Nachgewährung von Urlaub bei coronabedingter Quarantäne?

Entscheidung des Arbeitsgerichts Bonn, Urteil vom 07.07.2021, Aktenzeichen: 2 Ca 504/21

Arbeitgeber sollten schnell handeln: Nach einer Entscheidung des ArbG Bonn besteht kein Anspruch des Arbeitnehmers auf Nachgewährung von Urlaubstagen bei einer Quarantäneanordnung wegen einer Infektion mit dem Coronavirus.  

Eine behördliche Quarantäneanordnung steht einem ärztlichen Zeugnis über die Arbeitsunfähigkeit nicht gleich. Die Beurteilung der Arbeitsunfähigkeit des Arbeitnehmers obliegt alleine dem behandelnden Arzt.

Sachverhalt

Die Arbeitnehmerin befand sich wegen einer Ordnungsverfügung des Gesundheitsamtes während ihres Erholungsurlaubes in häuslicher Quarantäne. Eine Arbeitsunfähigkeitsbescheinigung lag für diesen Zeitraum nicht vor. Gegenüber dem Arbeitgeber machte sie einen Anspruch auf Nachgewährung von Urlaub geltend. Die Nachgewährung von Urlaub lehnte der Arbeitgeber ab.

Entscheidung 

Die Klage vor dem Arbeitsgericht Bonn blieb ebenfalls erfolglos.

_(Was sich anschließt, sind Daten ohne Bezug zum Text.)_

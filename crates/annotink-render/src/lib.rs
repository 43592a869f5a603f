//! AnnotInk Render Library
//!
//! Composes the annotation canvas into draw calls on a [`Surface`].
//! The recording surface is always available; the Vello surface sits behind the
//! `vello-surface` feature.

mod compositor;
pub mod overlays;
pub mod painter;
mod renderer;
pub mod surface;

#[cfg(feature = "vello-surface")]
mod vello_surface;

pub use compositor::compose;
pub use renderer::{RenderContext, RenderError, RenderResult, Renderer};
pub use surface::{CommandRecorder, DrawCommand, FrameImage, Layer, Surface};

#[cfg(feature = "vello-surface")]
pub use vello_surface::VelloSurface;
//! Shape store and snapshot history.

use crate::error::{CanvasError, CanvasResult};
use crate::shapes::{Shape, ShapeId, ShapeRecord};
use kurbo::{Point, Rect};

/// Default number of snapshots kept for undo.
pub const DEFAULT_NUM_BACKUPS: usize = 10;

/// A snapshot of every shape, taken after a committed edit.
type Snapshot = Vec<Shape>;

/// Ordered shape list plus its bounded undo history.
///
/// Insertion order is z-order: later shapes draw on top and win hit tests.
#[derive(Debug, Clone)]
pub struct ShapeDocument {
    shapes: Vec<Shape>,
    history: Vec<Snapshot>,
    max_history: usize,
}

impl Default for ShapeDocument {
    fn default() -> Self {
        Self::new(DEFAULT_NUM_BACKUPS)
    }
}

impl ShapeDocument {
    /// Create an empty document keeping at most `max_history` snapshots.
    pub fn new(max_history: usize) -> Self {
        Self {
            shapes: Vec::new(),
            history: Vec::new(),
            max_history: max_history.max(1),
        }
    }

    pub fn set_max_history(&mut self, max_history: usize) {
        self.max_history = max_history.max(1);
        self.trim_history();
    }

    fn trim_history(&mut self) {
        if self.history.len() > self.max_history {
            let excess = self.history.len() - self.max_history;
            self.history.drain(..excess);
        }
    }

    /// Deep-copy the current shapes onto the history, dropping the oldest beyond the cap.
    pub fn commit_snapshot(&mut self) {
        let snapshot: Snapshot = self
            .shapes
            .iter()
            .map(|s| {
                let mut copy = s.clone();
                copy.selected = false;
                copy.highlight_clear();
                copy
            })
            .collect();
        self.history.push(snapshot);
        self.trim_history();
    }

    /// Whether there is a previous state to go back to.
    pub fn can_restore(&self) -> bool {
        self.history.len() >= 2
    }

    /// Drop the newest snapshot and make the one before it live.
    ///
    /// The restored state is no longer on the history; callers re-commit it to keep the
    /// newest snapshot equal to the live shapes.
    pub fn restore_previous(&mut self) -> CanvasResult<()> {
        if !self.can_restore() {
            return Err(CanvasError::NoHistory);
        }
        self.history.pop();
        let previous = self.history.pop().ok_or(CanvasError::NoHistory)?;
        self.shapes = previous;
        log::debug!(
            "Restored {} shapes, {} snapshots left",
            self.shapes.len(),
            self.history.len()
        );
        Ok(())
    }

    /// Forget the newest snapshot without touching the live shapes.
    pub fn discard_latest_snapshot(&mut self) -> bool {
        self.history.pop().is_some()
    }

    /// Whether the newest snapshot holds the live shapes, compared by id, label and geometry.
    pub fn snapshot_matches_live(&self) -> bool {
        self.latest_snapshot().is_some_and(|snapshot| {
            snapshot.len() == self.shapes.len()
                && snapshot.iter().zip(&self.shapes).all(|(a, b)| {
                    a.id() == b.id()
                        && a.label == b.label
                        && a.is_closed() == b.is_closed()
                        && a.points() == b.points()
                })
        })
    }

    pub fn latest_snapshot(&self) -> Option<&[Shape]> {
        self.history.last().map(Vec::as_slice)
    }

    pub fn history_len(&self) -> usize {
        self.history.len()
    }

    pub fn clear_history(&mut self) {
        self.history.clear();
    }

    pub fn shapes(&self) -> &[Shape] {
        &self.shapes
    }

    pub fn shapes_mut(&mut self) -> &mut [Shape] {
        &mut self.shapes
    }

    pub fn set_shapes(&mut self, shapes: Vec<Shape>) {
        self.shapes = shapes;
    }

    pub fn add_shape(&mut self, shape: Shape) {
        self.shapes.push(shape);
    }

    pub fn extend(&mut self, shapes: impl IntoIterator<Item = Shape>) {
        self.shapes.extend(shapes);
    }

    pub fn remove_shape(&mut self, id: ShapeId) -> Option<Shape> {
        let index = self.index_of(id)?;
        Some(self.shapes.remove(index))
    }

    /// Remove and return the topmost shape.
    pub fn pop_shape(&mut self) -> Option<Shape> {
        self.shapes.pop()
    }

    pub fn clear(&mut self) {
        self.shapes.clear();
    }

    pub fn index_of(&self, id: ShapeId) -> Option<usize> {
        self.shapes.iter().position(|s| s.id() == id)
    }

    pub fn get_shape(&self, id: ShapeId) -> Option<&Shape> {
        self.shapes.iter().find(|s| s.id() == id)
    }

    pub fn get_shape_mut(&mut self, id: ShapeId) -> Option<&mut Shape> {
        self.shapes.iter_mut().find(|s| s.id() == id)
    }

    pub fn contains(&self, id: ShapeId) -> bool {
        self.index_of(id).is_some()
    }

    pub fn last_shape_mut(&mut self) -> Option<&mut Shape> {
        self.shapes.last_mut()
    }

    /// Shapes containing a point, topmost first.
    pub fn shapes_at_point(&self, point: Point) -> Vec<ShapeId> {
        self.shapes
            .iter()
            .rev()
            .filter(|s| s.contains_point(point))
            .map(Shape::id)
            .collect()
    }

    /// Bounding box of all shapes.
    pub fn bounds(&self) -> Option<Rect> {
        self.shapes
            .iter()
            .map(Shape::bounding_rect)
            .reduce(|a, b| a.union(b))
    }

    pub fn is_empty(&self) -> bool {
        self.shapes.is_empty()
    }

    pub fn len(&self) -> usize {
        self.shapes.len()
    }

    /// Persisted form of every shape, in z-order.
    pub fn to_records(&self) -> Vec<ShapeRecord> {
        self.shapes.iter().map(ShapeRecord::from).collect()
    }

    /// Replace the live shapes with loaded records. Nothing changes if any record is invalid.
    pub fn load_records(&mut self, records: Vec<ShapeRecord>) -> CanvasResult<()> {
        let shapes = records
            .into_iter()
            .map(Shape::try_from)
            .collect::<CanvasResult<Vec<_>>>()?;
        self.shapes = shapes;
        Ok(())
    }

    /// Serialize the shapes as a JSON array of records.
    pub fn to_json(&self) -> CanvasResult<String> {
        Ok(serde_json::to_string_pretty(&self.to_records())?)
    }

    /// Parse a JSON array of records into shapes.
    pub fn shapes_from_json(json: &str) -> CanvasResult<Vec<Shape>> {
        let records: Vec<ShapeRecord> = serde_json::from_str(json)?;
        records.into_iter().map(Shape::try_from).collect()
    }
}

#[cfg(test)]
mod tests {
    use super::*;
    use crate::shapes::ShapeKind;

    fn point_shape(x: f64) -> Shape {
        Shape::with_points(ShapeKind::Point, vec![Point::new(x, x)]).closed()
    }

    fn xs(doc: &ShapeDocument) -> Vec<f64> {
        doc.shapes().iter().map(|s| s.points()[0].x).collect()
    }

    #[test]
    fn test_restore_ping_pong() {
        let mut doc = ShapeDocument::default();
        for x in [1.0, 2.0, 3.0] {
            doc.add_shape(point_shape(x));
            doc.commit_snapshot();
        }
        assert!(doc.can_restore());
        doc.restore_previous().unwrap();
        assert_eq!(xs(&doc), vec![1.0, 2.0]);
        // Re-commit keeps the newest snapshot equal to the live state.
        doc.commit_snapshot();
        doc.restore_previous().unwrap();
        assert_eq!(xs(&doc), vec![1.0]);
    }

    #[test]
    fn test_restore_without_history() {
        let mut doc = ShapeDocument::default();
        doc.add_shape(point_shape(1.0));
        doc.commit_snapshot();
        assert!(!doc.can_restore());
        assert_eq!(doc.restore_previous(), Err(CanvasError::NoHistory));
        assert_eq!(xs(&doc), vec![1.0]);
        assert_eq!(doc.history_len(), 1);
    }

    #[test]
    fn test_history_cap_drops_oldest() {
        let mut doc = ShapeDocument::new(3);
        for x in 0..6 {
            doc.add_shape(point_shape(x as f64));
            doc.commit_snapshot();
        }
        assert_eq!(doc.history_len(), 3);
        assert_eq!(doc.latest_snapshot().map(<[Shape]>::len), Some(6));
    }

    #[test]
    fn test_snapshot_is_deep_copy() {
        let mut doc = ShapeDocument::default();
        doc.add_shape(point_shape(1.0));
        doc.commit_snapshot();
        doc.shapes_mut()[0].move_by(kurbo::Vec2::new(5.0, 0.0));
        assert_eq!(doc.latest_snapshot().unwrap()[0].points()[0].x, 1.0);
    }

    #[test]
    fn test_shapes_at_point_topmost_first() {
        let mut doc = ShapeDocument::default();
        let square = |offset: f64| {
            Shape::with_points(
                ShapeKind::Rectangle,
                vec![Point::new(offset, offset), Point::new(offset + 10.0, offset + 10.0)],
            )
        };
        let a = square(0.0);
        let b = square(5.0);
        let (a_id, b_id) = (a.id(), b.id());
        doc.add_shape(a);
        doc.add_shape(b);
        assert_eq!(doc.shapes_at_point(Point::new(7.0, 7.0)), vec![b_id, a_id]);
        assert_eq!(doc.shapes_at_point(Point::new(2.0, 2.0)), vec![a_id]);
    }

    #[test]
    fn test_json_records_roundtrip() {
        let mut doc = ShapeDocument::default();
        doc.add_shape(point_shape(4.0).with_label("nose"));
        let json = doc.to_json().unwrap();
        let shapes = ShapeDocument::shapes_from_json(&json).unwrap();
        assert_eq!(shapes.len(), 1);
        assert_eq!(shapes[0].label.as_deref(), Some("nose"));
        assert_eq!(shapes[0].kind(), ShapeKind::Point);

        let mut other = ShapeDocument::default();
        other.load_records(doc.to_records()).unwrap();
        assert_eq!(other.len(), 1);
    }
}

Das Arbeitsgericht stellte klar, dass coronabedingte Quarantäneanordnung keine AU-Bescheinigung ersetzt. Die Voraussetzungen für die Nachgewährung von Urlaubstagen bei einer Arbeitsunfähigkeit setzt die Arbeitsunfähig der Arbeitnehmerin und damit eine Arbeitsunfähigkeitsbescheinigung – mithin dem ärztlichen Zeugnis über die Arbeitsunfähigkeit – gemäß § 9 BurlG voraus.

Eine analoge Anwendung von § 9 BUrlG bei einer behördlichen Quarantäneanordnung aufgrund einer Infektion mit dem Coronavirus scheidet aus. Es liegt weder eine planwidrige Regelungslücke noch ein mit einer Arbeitsunfähigkeit vergleichbarer Sachverhalt vor. Nach Auffassung des Gerichts führt eine Erkrankung mit dem Corona-Virus nicht zwingend und unmittelbar zu einer Arbeitsunfähigkeit i.S.d. § 9 BUrlG.

Ob eine solche Arbeitsunfähigkeit im Einzelfall vorliegt, obliegt der Entscheidung des Arztes. 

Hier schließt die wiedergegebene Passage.